En el año 2012 entraremos en el cuarto año de la crisis económica que comenzó en el 2008 y tuvo su origen en el sector financiero norteamericano (hipotecas basuras) y que se trasladó al otro la del Atlántico en forma de recesión profunda y generalizada. Tras una primera respuesta política a través de estímulos y gasto público (Política Keynesiana); la crisis mutó a partir de 2010 acelerando el déficit público. Es entonces cuando entramos en una segunda fase aún más peligrosa porque la crisis financiera se retroalimenta con la crisis fiscal. En la periferia de la eurozona (Grecia, Portugal, Irlanda, Italia y España), con Grecia a la cabeza, empieza a extenderse un grave problema de sobreendeudamiento público y privado.
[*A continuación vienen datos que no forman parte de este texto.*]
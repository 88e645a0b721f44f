use crate::error::Error;
use crate::value::{Output, Value, ValueRef};
use std::cell::RefCell;

/// Advances every child, left to right, on each `next()` and reports the
/// collected results as `Output::List`. Unlike the selector kinds
/// (`Discrete`, `Circular`, ...), all children always advance together.
pub struct ListValue {
    children: Vec<ValueRef>,
    current: RefCell<Output>,
}

impl ListValue {
    pub fn new(children: Vec<ValueRef>) -> Self {
        Self {
            children,
            current: RefCell::new(Output::List(Vec::new())),
        }
    }
}

impl Value for ListValue {
    fn current(&self) -> Output {
        self.current.borrow().clone()
    }

    fn next(&self) -> Result<Output, Error> {
        let mut items = Vec::with_capacity(self.children.len());
        for child in &self.children {
            items.push(child.next()?);
        }
        let out = Output::List(items);
        *self.current.borrow_mut() = out.clone();
        Ok(out)
    }

    fn reset(&self) {
        for child in &self.children {
            child.reset();
        }
        *self.current.borrow_mut() = Output::List(Vec::new());
    }
}

#[cfg(test)]
mod tests {
    use super::*;
    use crate::value::PrimitiveValue;
    use std::rc::Rc;

    #[test]
    fn advances_all_children_in_order() {
        let children: Vec<ValueRef> = vec![
            Rc::new(PrimitiveValue::new(Output::Long(1))),
            Rc::new(PrimitiveValue::new(Output::Str("a".to_string()))),
        ];
        let list = ListValue::new(children);
        let out = list.next().unwrap();
        assert_eq!(
            out,
            Output::List(vec![Output::Long(1), Output::Str("a".to_string())])
        );
        assert_eq!(list.current(), out);
    }

    #[test]
    fn empty_list_is_empty_output() {
        let list = ListValue::new(vec![]);
        assert_eq!(list.next().unwrap(), Output::List(vec![]));
    }
}
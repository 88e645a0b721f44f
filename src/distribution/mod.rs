//! Distribution interface: a minimal sampling surface with two concrete,
//! constructed-per-node implementations. No global shared PRNG state; each
//! node owns its own seeded `rand::rngs::StdRng`.

mod truncated_normal;
mod uniform;

pub use truncated_normal::TruncatedNormalDistribution;
pub use uniform::UniformDistribution;

/// Sampling primitives every `Value` kind needing randomness draws from.
pub trait Distribution {
    /// Uniformly-indexed pick among `n` alternatives, `n > 0`.
    fn next_index(&mut self, n: usize) -> usize;
    fn next_long(&mut self, lo: i64, hi: i64) -> i64;
    fn next_double(&mut self, lo: f64, hi: f64) -> f64;
    fn next_bool(&mut self) -> bool;
}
El corazón de la UE (Alemania en particular) y el Banco Central Europeo (BCE) se negaron a atajar el problema de cuajo por diferentes consideraciones más o menos justificadas y solamente el vértigo de un fracaso sistémico de todo el proyecto de moneda común (euro), se empieza por fin a reaccionar con la celebraciones de varias cumbres Europeas, donde se intenta diseñar recetas para salvar al euro: estas recetas priman la austeridad y mejorar la estabilidad fiscal a largo plazo de los países que conforman la eurozona. El inconveniente principal es que no se garantiza el crecimiento en el corto y medio plazo ni la liquidez financiera.
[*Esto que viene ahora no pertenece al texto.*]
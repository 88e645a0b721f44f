//! Expression compiler and lazy value graph for synthetic data generation.
//!
//! # Overview
//!
//! A small expression language describes how to generate one field of a
//! record: literals, references to sibling fields, and built-in generators
//! (`random`, `circular`, `weighted`, `exactly`, `randomLengthString`,
//! `uuid`, the `now*` family) composed through transformers (`string`,
//! `json`, `time`). [`GraphBuilder`] compiles a `name -> expression-text` map
//! into a [`Graph`] of lazily-evaluated [`Value`] nodes; a consumer then
//! repeatedly asks named roots for their `next()` value to produce records.
//!
//! Three properties make composition well-defined:
//!
//! - **Lazy, not eager.** `current()` never has side effects; only `next()`
//!   advances a node (and, transitively, whatever children its semantics
//!   call for) and caches the result.
//! - **Late-bound references.** `$a.b.c` inside one expression resolves
//!   against a hierarchical name table and may point at a definition that
//!   hasn't been parsed yet; forward references are legal and are satisfied
//!   through [`Proxy`](value::Proxy) indirection once the whole map has been
//!   processed.
//! - **Deterministic by construction.** Every node that draws randomness
//!   owns its own seeded PRNG, derived from one builder-level base seed
//!   (`GraphBuilder::with_seed`); nothing reaches for a shared global
//!   generator.
//!
//! # Example
//!
//! ```
//! use synthgraph::{Definitions, GraphBuilder};
//!
//! let mut defs = Definitions::new();
//! defs.insert("user.first", "'Ada'");
//! defs.insert("user.full", "string('{} Lovelace', $first)");
//! defs.insert("user.id", "uuid()");
//!
//! let graph = GraphBuilder::new().with_seed(42).build(defs).unwrap();
//! let full_name = graph.get("user.full").unwrap();
//! assert_eq!(full_name.next().unwrap().to_string(), "Ada Lovelace");
//! ```

mod builder;
mod code;
pub mod definitions;
pub mod distribution;
pub mod error;
mod parser;
mod resolver;
mod seed;
mod trace;
pub mod value;

pub use builder::{Graph, GraphBuilder};
pub use definitions::Definitions;
pub use error::Error;
pub use trace::Trace;
pub use value::{Output, Value};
España ha sido uno de los países más afectado por la crisis debido a factores endógenos de su economía (excesiva dependencia del ladrillo y su contaminación al sistema financiero, falta de productivida y flexibilidad… etc). Salir de la crisis en el año 2012 no será fácil en absoluto. El enorme desempleo y la limitada capacidad de estimular la economía (por la imperiosa necesidad de reducir el déficit público tanto de la administración estatal, autonómica y local) impiden vislumbrar todavía la luz al final del tunel. Sin embargo España ha demostrado hasta el momento contar con un sistema político estable que permite tomar decisiones y hacer reformas de forma ágil y una Hacienda Pública más seria que otros países periféricos y con un relativo consenso responsable entre los dos grandes partidos que se ha plasmado en una reforma constitucional, referida al equilibrio presupuestario de las administraciones públicas. Estas reformas han sido apreciadas por los mercados, diferenciando claramente el caso español y el de las economías del sur de Europa (Portugal, Grecia e Italia). En el momento actual la prima de riesgo española está más cerca de la belga que de la italiana.
El año 2012 será un año muy duro desde el punto de vista económico y laboral y se deberá hacer un gran esfuerzo por parte del conjunto de la sociedad española y el nuevo gobierno de Rajoy para acometer reformas estructurales, tanto en la administración pública y en los mercados de factores productivos. La sociedad española y el tejido productivo se tendrán que dar cuenta que es necesario mejorar significativamente la competitividad en un mundo cada vez más globalizado y, para ello, hay que hacer de una vez la apuesta por el capital humano (apoyo a los empresarios y emprendedores y mejor formación a los jóvenes), después de tantos años sólo preocupados por el capital físico. Un elemento positivo a valorar es que ahora existe un cierto consenso sobre las recetas de política económica a aplicar: reducción del déficit y ciertas reformas estructurales a implementar, dado el escaso margen del que dispone España para ensayar otras vías. tal vez más rápidas. como los estímulos a la economía, algo que solo se puede decidir a nivel europeo, en espacial, si Alemania y el BCE aflojan un poco su posición actual y abren el grifo de la financiación a los países más necesitados como España.